RMPOPT is a new instruction that minimizes the performance overhead of
RMP checks on the hypervisor and on non-SNP guests by allowing RMP
checks to be skipped for 1GB regions of memory that are known not to
contain any SEV-SNP guest memory.
Add support for performing RMP optimizations asynchronously using a
dedicated workqueue.
Enable RMPOPT optimizations for up to 2TB of system RAM starting from
the lowest physical memory address aligned down to a 1GB boundary at
RMP initialization time. RMP checks can initially be skipped for 1GB
memory ranges that do not contain SEV-SNP guest memory (excluding
preassigned pages such as the RMP table and firmware pages).
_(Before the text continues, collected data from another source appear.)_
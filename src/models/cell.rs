//! Cell values for dynamically-typed player rows.

use serde::{Deserialize, Serialize};
use std::fmt;

/// A single field value in a row.
///
/// Ingestion produces only `Text`; the coercion pass turns numeric columns into
/// `Number` or `Null`.
#[derive(Debug, Clone, PartialEq, Serialize, Deserialize, Default)]
#[serde(untagged)]
pub enum Cell {
    Text(String),
    Number(f64),
    #[default]
    Null,
}

impl Cell {
    /// Text content, if this is a text cell.
    pub fn as_text(&self) -> Option<&str> {
        match self {
            Cell::Text(s) => Some(s),
            _ => None,
        }
    }

    /// Numeric content, if this is a number cell.
    pub fn as_number(&self) -> Option<f64> {
        match self {
            Cell::Number(n) => Some(*n),
            _ => None,
        }
    }

    pub fn is_null(&self) -> bool {
        matches!(self, Cell::Null)
    }

    /// Render the cell the way it would appear in a table export.
    /// Null renders as an empty string.
    pub fn display_string(&self) -> String {
        match self {
            Cell::Text(s) => s.clone(),
            Cell::Number(n) => format_number(*n),
            Cell::Null => String::new(),
        }
    }
}

impl From<&str> for Cell {
    fn from(s: &str) -> Self {
        Cell::Text(s.to_string())
    }
}

impl From<String> for Cell {
    fn from(s: String) -> Self {
        Cell::Text(s)
    }
}

impl From<f64> for Cell {
    fn from(n: f64) -> Self {
        Cell::Number(n)
    }
}

impl From<Option<f64>> for Cell {
    fn from(n: Option<f64>) -> Self {
        n.map_or(Cell::Null, Cell::Number)
    }
}

impl fmt::Display for Cell {
    fn fmt(&self, f: &mut fmt::Formatter<'_>) -> fmt::Result {
        write!(f, "{}", self.display_string())
    }
}

/// Format a number in its shortest canonical form: integral values lose the
/// fractional part (`7.0` → `"7"`), everything else uses the default float
/// rendering.
pub fn format_number(n: f64) -> String {
    if n.is_finite() && n.fract() == 0.0 && n.abs() < 1e15 {
        format!("{}", n as i64)
    } else {
        format!("{}", n)
    }
}

/// Parse a trimmed numeric string into a finite `f64`.
///
/// Empty strings, non-numeric text and non-finite values (`inf`, `NaN`)
/// all yield `None`.
pub fn parse_number(s: &str) -> Option<f64> {
    let trimmed = s.trim();
    if trimmed.is_empty() {
        return None;
    }
    trimmed.parse::<f64>().ok().filter(|n| n.is_finite())
}

#[cfg(test)]
mod tests {
    use super::*;

    #[test]
    fn test_parse_number_valid() {
        assert_eq!(parse_number("900"), Some(900.0));
        assert_eq!(parse_number(" 12.5 "), Some(12.5));
        assert_eq!(parse_number("-3"), Some(-3.0));
    }

    #[test]
    fn test_parse_number_invalid() {
        assert_eq!(parse_number(""), None);
        assert_eq!(parse_number("   "), None);
        assert_eq!(parse_number("abc"), None);
        assert_eq!(parse_number("1,234"), None);
        assert_eq!(parse_number("inf"), None);
        assert_eq!(parse_number("NaN"), None);
    }

    #[test]
    fn test_format_number() {
        assert_eq!(format_number(7.0), "7");
        assert_eq!(format_number(7.5), "7.5");
        assert_eq!(format_number(-0.0), "0");
        assert_eq!(format_number(1000.0), "1000");
    }

    #[test]
    fn test_cell_serialization_untagged() {
        let cells = vec![Cell::from("GK"), Cell::Number(1.5), Cell::Null];
        let json = serde_json::to_string(&cells).unwrap();
        assert_eq!(json, r#"["GK",1.5,null]"#);
    }

    #[test]
    fn test_cell_display() {
        assert_eq!(Cell::from("Club").to_string(), "Club");
        assert_eq!(Cell::Number(12.0).to_string(), "12");
        assert_eq!(Cell::Null.to_string(), "");
    }
}
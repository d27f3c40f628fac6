//! Player identifier canonicalization.

use super::cell::{format_number, parse_number};

/// Canonicalize a player UID.
///
/// Numeric-looking identifiers are reduced to their canonical number form so
/// that `"007"` and `"7"` compare equal across exports. Anything else,
/// including the empty string, passes through unchanged.
pub fn normalize_uid(raw: &str) -> String {
    match parse_number(raw) {
        Some(n) => format_number(n),
        None => raw.to_string(),
    }
}
//! Division name fixes.
//!
//! The game writes its HTML exports as UTF-8, but they are frequently
//! re-saved or read as Latin-1, so `Série` turns into `SÃ©rie`. Each garbled
//! spelling is mapped back to its canonical name by exact string match.

use std::collections::HashMap;

/// Accented division names known to come out garbled in exports.
const ACCENTED_LEAGUES: &[&str] = &[
    "Brasileirão Assaí Série A",
    "Brasileirão Série B",
    "Brasileirão Série C",
    "Primera Federación Grupo I",
    "Primera Federación Grupo II",
    "Segunda Federación Grupo I",
    "Süper Lig",
    "Liga Profesional de Fútbol",
    "Primera División",
    "Österreichische Bundesliga",
    "Première Ligue",
];

/// Exact-match table from raw division strings to canonical names.
#[derive(Debug, Clone, Default)]
pub struct LeagueNameFixes {
    fixes: HashMap<String, String>,
}

impl LeagueNameFixes {
    /// An empty table: every name passes through unchanged.
    pub fn new() -> Self {
        Self::default()
    }

    /// The built-in table covering Latin-1 mis-decoding of accented names.
    pub fn builtin() -> Self {
        let fixes = ACCENTED_LEAGUES
            .iter()
            .map(|name| (mis_decode_latin1(name), (*name).to_string()))
            .collect();
        Self { fixes }
    }

    /// Add or replace a fix. Later inserts win.
    pub fn insert(&mut self, raw: impl Into<String>, canonical: impl Into<String>) {
        self.fixes.insert(raw.into(), canonical.into());
    }

    /// Extend with extra fixes, overriding existing raw keys.
    pub fn extend<I, K, V>(&mut self, fixes: I)
    where
        I: IntoIterator<Item = (K, V)>,
        K: Into<String>,
        V: Into<String>,
    {
        for (raw, canonical) in fixes {
            self.insert(raw, canonical);
        }
    }

    /// Canonical name for `division`, or the input unchanged if no fix exists.
    pub fn canonicalize<'a>(&'a self, division: &'a str) -> &'a str {
        self.fixes
            .get(division)
            .map(String::as_str)
            .unwrap_or(division)
    }

    pub fn len(&self) -> usize {
        self.fixes.len()
    }

    pub fn is_empty(&self) -> bool {
        self.fixes.is_empty()
    }
}

/// Reproduce what a UTF-8 string looks like after being read as Latin-1:
/// every byte becomes the code point of the same value.
fn mis_decode_latin1(s: &str) -> String {
    s.bytes().map(char::from).collect()
}
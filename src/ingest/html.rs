//! HTML table extraction.

use scraper::{ElementRef, Html, Selector};

use super::IngestError;

/// Extract the cell text of the first `<table>` in a document.
///
/// Each `<tr>` becomes one row of its `th`/`td` cells, whitespace-trimmed.
pub fn extract_table_rows(html: &str) -> Result<Vec<Vec<String>>, IngestError> {
    let document = Html::parse_document(html);

    let table_sel = Selector::parse("table").expect("static selector");
    let row_sel = Selector::parse("tr").expect("static selector");
    let cell_sel = Selector::parse("th, td").expect("static selector");

    let table = document
        .select(&table_sel)
        .next()
        .ok_or(IngestError::NoTable)?;

    let rows = table
        .select(&row_sel)
        .map(|tr| tr.select(&cell_sel).map(|cell| cell_text(&cell)).collect())
        .collect();

    Ok(rows)
}

fn cell_text(cell: &ElementRef) -> String {
    cell.text().collect::<String>().trim().to_string()
}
As SNP
guests are launched, RMPUPDATE will disable the corresponding RMPOPT
optimizations.
Suggested-by: Thomas Lendacky <thomas.lendacky@amd.com>
Suggested-by: Dave Hansen <dave.hansen@linux.intel.com>
Reviewed-by: Ackerley Tng <ackerleytng@google.com>
Signed-off-by: Ashish Kalra <ashish.kalra@amd.com>
---
arch/x86/virt/svm/sev.c | 167 +++++++++++++++++++++++++++++++++++++++-
1 file changed, 164 insertions(+), 3 deletions(-)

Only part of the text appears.